Les Israéliens acceptent avec indifférence, sans question, les diktats du Shabak. Ce que le Shabak décide devient sacro-saint et immun à tout appel. Mais le silence face à l’oppression et à la détresse décrétée par le Shabak pour des dizaines de milliers de gens fait de nous des partenaires involontaires. De plus, il y a un manque de contrôle public, en particulier de l’autorité législative, sur cette pieuvre géante, dont les activités dans l’ombre sont une menace pour la fragile démocratie de l’Etat d’Israël.
Le judiciaire, qui est supposé constituer un frein aux édits arbitraires du Shabak, agit en pratique comme un replâtrage, qui complète l’image d’absence d’espoir face aux droits de l’homme piétinés. Parvenir à une conclusion n’est pas difficile : il n’y a aucune chance d’obtenir la défense du Conseiller Légal de Judée et Samarie, ou même de la Cour Suprême (pour quiconque peut atteindre ce niveau), afin de préserver les droits fondamentaux que le Shabak confisque à tant de gens.

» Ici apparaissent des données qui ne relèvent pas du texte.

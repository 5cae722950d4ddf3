pub mod adapters;
pub mod app;
pub mod config;
pub mod core;
pub mod domain;
pub mod utils;

#[cfg(feature = "cli")]
pub use config::{CliConfig, Command};

pub use adapters::{artifact::LinearModelArtifact, storage::LocalStorage};
pub use app::pipelines::{BatchPipeline, ManualPipeline};
pub use core::{aligner::align, engine::PredictionEngine, prediction::PredictionService};
pub use domain::form::CampaignForm;
pub use utils::error::{PredictorError, Result};
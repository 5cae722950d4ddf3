pub mod toml_config;

use crate::utils::error::{PredictorError, Result};

pub const DEFAULT_MODEL_PATH: &str = "models/campaign_event_model.json";
pub const OUTPUT_FORMATS: &[&str] = &["csv", "json"];

pub fn validate_output_formats(field_name: &str, formats: &[String]) -> Result<()> {
    if formats.is_empty() {
        return Err(PredictorError::ValidationError {
            field: field_name.to_string(),
            value: String::new(),
            reason: "At least one output format is required".to_string(),
        });
    }
    for format in formats {
        if !OUTPUT_FORMATS.contains(&format.as_str()) {
            return Err(PredictorError::ValidationError {
                field: field_name.to_string(),
                value: format.clone(),
                reason: format!(
                    "Unsupported format. Valid formats: {}",
                    OUTPUT_FORMATS.join(", ")
                ),
            });
        }
    }
    Ok(())
}

#[cfg(feature = "cli")]
pub use cli::{CliConfig, Command};

#[cfg(feature = "cli")]
mod cli {
    use super::{validate_output_formats, DEFAULT_MODEL_PATH};
    use crate::core::ConfigProvider;
    use crate::domain::form::CampaignForm;
    use crate::utils::error::Result;
    use crate::utils::validation::{validate_file_extension, validate_path, Validate};
    use clap::{Parser, Subcommand};
    use serde::{Deserialize, Serialize};

    #[derive(Debug, Clone, Serialize, Deserialize, Parser)]
    #[command(name = "campaign-predictor")]
    #[command(about = "Predict campaign outcomes with a pre-trained model")]
    pub struct CliConfig {
        #[arg(long, default_value = DEFAULT_MODEL_PATH)]
        pub model_path: String,

        #[arg(long, default_value = "./output")]
        pub output_path: String,

        #[arg(long, value_delimiter = ',', default_value = "csv")]
        pub output_formats: Vec<String>,

        #[arg(long, help = "Enable verbose output")]
        pub verbose: bool,

        #[arg(long, help = "Log CPU and memory usage per phase")]
        pub monitor: bool,

        #[arg(long, help = "Emit logs as JSON")]
        pub json_logs: bool,

        #[command(subcommand)]
        pub command: Command,
    }

    #[derive(Debug, Clone, Serialize, Deserialize, Subcommand)]
    pub enum Command {
        /// Predict every row of a CSV file and export the results
        Batch {
            /// CSV file with one campaign per row
            #[arg(long)]
            input: String,
        },
        /// Predict a single manually entered campaign
        Manual(CampaignForm),
    }

    impl ConfigProvider for CliConfig {
        fn model_path(&self) -> &str {
            &self.model_path
        }

        fn output_path(&self) -> &str {
            &self.output_path
        }

        fn output_formats(&self) -> &[String] {
            &self.output_formats
        }
    }

    impl Validate for CliConfig {
        fn validate(&self) -> Result<()> {
            validate_path("model_path", &self.model_path)?;
            validate_path("output_path", &self.output_path)?;
            validate_output_formats("output_formats", &self.output_formats)?;
            match &self.command {
                Command::Batch { input } => {
                    validate_path("input", input)?;
                    validate_file_extension("input", input, &["csv"])
                }
                Command::Manual(form) => form.validate(),
            }
        }
    }

}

Que peut-on faire pour changer cette triste réalité ? Premièrement, l’interdiction sécuritaire doit être abolie pour tous, sauf s’ils sont passés par une procédure judiciaire avec droit d’audition sans préjugé. Deuxio, la population des Territoires [occupés] devrait dépendre de façon dans une moindre mesure de son travail en Israël. Mais réduire cette dépendance n’est possible que par le développement de ressources de vie dans les Territoires occupés – ce qui est impossible tant qu’il n’y aura pas de liberté de mouvement de la population, et tant qu’il n’y a ni moyen ni lieu pour exporter leurs produits.
Sans aucun doute, la fin de l’Occupation, la signature de traités de paix et de réconciliation entre les nations, voila les solutions justes et souhaitables aux situations décrites dans ce rapport. La politique du gouvernement envers les Palestiniens doit changer si nous souhaitons vraiment la paix. Mais avant que cette paix soit réalisée, l’Etat d’Israël doit se conformer à la loi internationale, et permettre aux Palestiniens de vivre dignement, de travailler et de gagner leur vie. Il faut mettre une limite au contrôle sans supervision ni frein du Shabak sur ce qui se passe dans les Territoires occupés.

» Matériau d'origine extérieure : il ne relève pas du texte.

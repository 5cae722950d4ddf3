//! Property-based tests for alignment and prediction serving
//!
//! - Alignment is structural: schema width and order on every row
//! - Serving preserves row order and the closed label set
//! - Run with ProptestConfig::with_cases(100)

use campaign_predictor::core::{CampaignOutcome, ExpectedSchema, ModelArtifact, Record, RecordSet};
use campaign_predictor::{align, LinearModelArtifact, PredictionService};
use proptest::prelude::*;
use serde_json::Value;
use std::path::Path;
use std::sync::Arc;

// ============================================================================
// Strategies
// ============================================================================

const FEATURES: &[&str] = &[
    "target_gender",
    "target_age_group",
    "target_interests",
    "duration_days",
    "total_budget",
    "ad_platform",
    "ad_type",
    "time_of_day",
    "campaign_id",
    "region",
];

const NUMERIC: &[&str] = &["duration_days", "total_budget"];

/// Numeric features get numbers or gaps; everything else may also be text.
fn arb_value(column: &str) -> BoxedStrategy<Value> {
    if NUMERIC.contains(&column) {
        prop_oneof![Just(Value::Null), (1u64..=100_000).prop_map(Value::from)].boxed()
    } else {
        prop_oneof![
            Just(Value::Null),
            (1u64..=60).prop_map(Value::from),
            prop::sample::select(vec!["Male", "Female", "Video", "Story", "Google", "Night", "Fashion"])
                .prop_map(Value::from),
        ]
        .boxed()
    }
}

/// Record set over a random subset of feature names, in random order.
fn arb_record_set() -> impl Strategy<Value = RecordSet> {
    prop::sample::subsequence(FEATURES.to_vec(), 0..=FEATURES.len())
        .prop_shuffle()
        .prop_flat_map(|columns| {
            let row: Vec<BoxedStrategy<Value>> = columns.iter().map(|c| arb_value(c)).collect();
            (Just(columns), prop::collection::vec(row, 0..20))
        })
        .prop_map(|(columns, rows)| {
            let records = rows
                .into_iter()
                .map(|values| {
                    columns
                        .iter()
                        .zip(values)
                        .fold(Record::new(), |record, (column, value)| record.with(*column, value))
                })
                .collect();
            RecordSet::new(columns.iter().map(|c| c.to_string()).collect(), records)
        })
}

fn arb_schema() -> impl Strategy<Value = ExpectedSchema> {
    prop::sample::subsequence(FEATURES.to_vec(), 0..=FEATURES.len())
        .prop_shuffle()
        .prop_map(|columns| ExpectedSchema::new(columns).unwrap())
}

fn shipped_model() -> Arc<LinearModelArtifact> {
    let path = Path::new(env!("CARGO_MANIFEST_DIR")).join("models/campaign_event_model.json");
    Arc::new(LinearModelArtifact::load(path).unwrap())
}

// ============================================================================
// Properties
// ============================================================================

proptest! {
    #![proptest_config(ProptestConfig::with_cases(100))]

    /// Property: every aligned row has exactly the schema's columns, in order
    #[test]
    fn prop_align_matches_schema(records in arb_record_set(), schema in arb_schema()) {
        let aligned = align(records.clone(), Some(&schema));

        prop_assert_eq!(aligned.len(), records.len());
        prop_assert_eq!(aligned.columns.as_slice(), schema.columns());
        for (row, original) in aligned.iter().zip(records.iter()) {
            let keys: Vec<&String> = row.data.keys().collect();
            let expected: Vec<&String> = schema.columns().iter().collect();
            prop_assert_eq!(keys, expected);

            for column in schema.columns() {
                let value = row.get(column).unwrap();
                match original.get(column) {
                    Some(v) => {
                        prop_assert_eq!(value, v);
                    }
                    None => {
                        prop_assert!(value.is_null());
                    }
                }
            }
        }
    }

    /// Property: without a schema, alignment is the identity
    #[test]
    fn prop_align_without_schema_is_identity(records in arb_record_set()) {
        prop_assert_eq!(align(records.clone(), None), records);
    }

    /// Property: serving returns one result per row, labels closed, probabilities normalised
    #[test]
    fn prop_predict_batch_contract(records in arb_record_set()) {
        prop_assume!(!records.is_empty());
        let model = shipped_model();
        let service = PredictionService::new(model.clone());

        let results = service.predict_batch(records.clone()).unwrap();
        prop_assert_eq!(results.len(), records.len());

        for result in &results {
            prop_assert!(CampaignOutcome::ALL.contains(&result.label));
            let total: f64 = result.probabilities.iter().sum();
            prop_assert!((total - 1.0).abs() < 1e-6);
            prop_assert!(result.probabilities.iter().all(|p| (0.0..=1.0).contains(p)));
        }

        // Row i of the batch matches row i predicted on its own.
        for (i, record) in records.iter().enumerate() {
            let single = RecordSet::new(records.columns.clone(), vec![record.clone()]);
            let alone = service.predict_batch(single).unwrap();
            prop_assert_eq!(&alone[0], &results[i]);
        }

        let again = service.predict_batch(records).unwrap();
        prop_assert_eq!(again, results);
        prop_assert!(model.expected_schema().is_some());
    }
}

Les Palestiniens doivent devenir souverains à la place des autorités israéliennes.
Nous, comme citoyens israéliens, devons y voir un intérêt particulier. Nous espérons que l’exposé des événements dans le système d’oppression dirigé par le Shabak persuadera le public israélien que le temps est venu pour que s’arrête immédiatement l’oppression de la population palestinienne dans les Territoires occupés.
* Sylvia Piterman. Version anglaise : http://www.kibush.co.il/downloads/The_Invisible_Prisoners_77.pdf
Machsom est le mot hébreu pour ce que nous appelons « checkpoints ». Machsom Watch est une association israélienne de surveillance du comportement des soldats sur les points de contrôle de l’armée israélienne. Machsom Watch est une association exclusivement féminine, l’idée étant que les femmes seraient les mieux à même d’intervenir sur les checkpoints où sévissent des jeunes de l’âge de leurs enfants.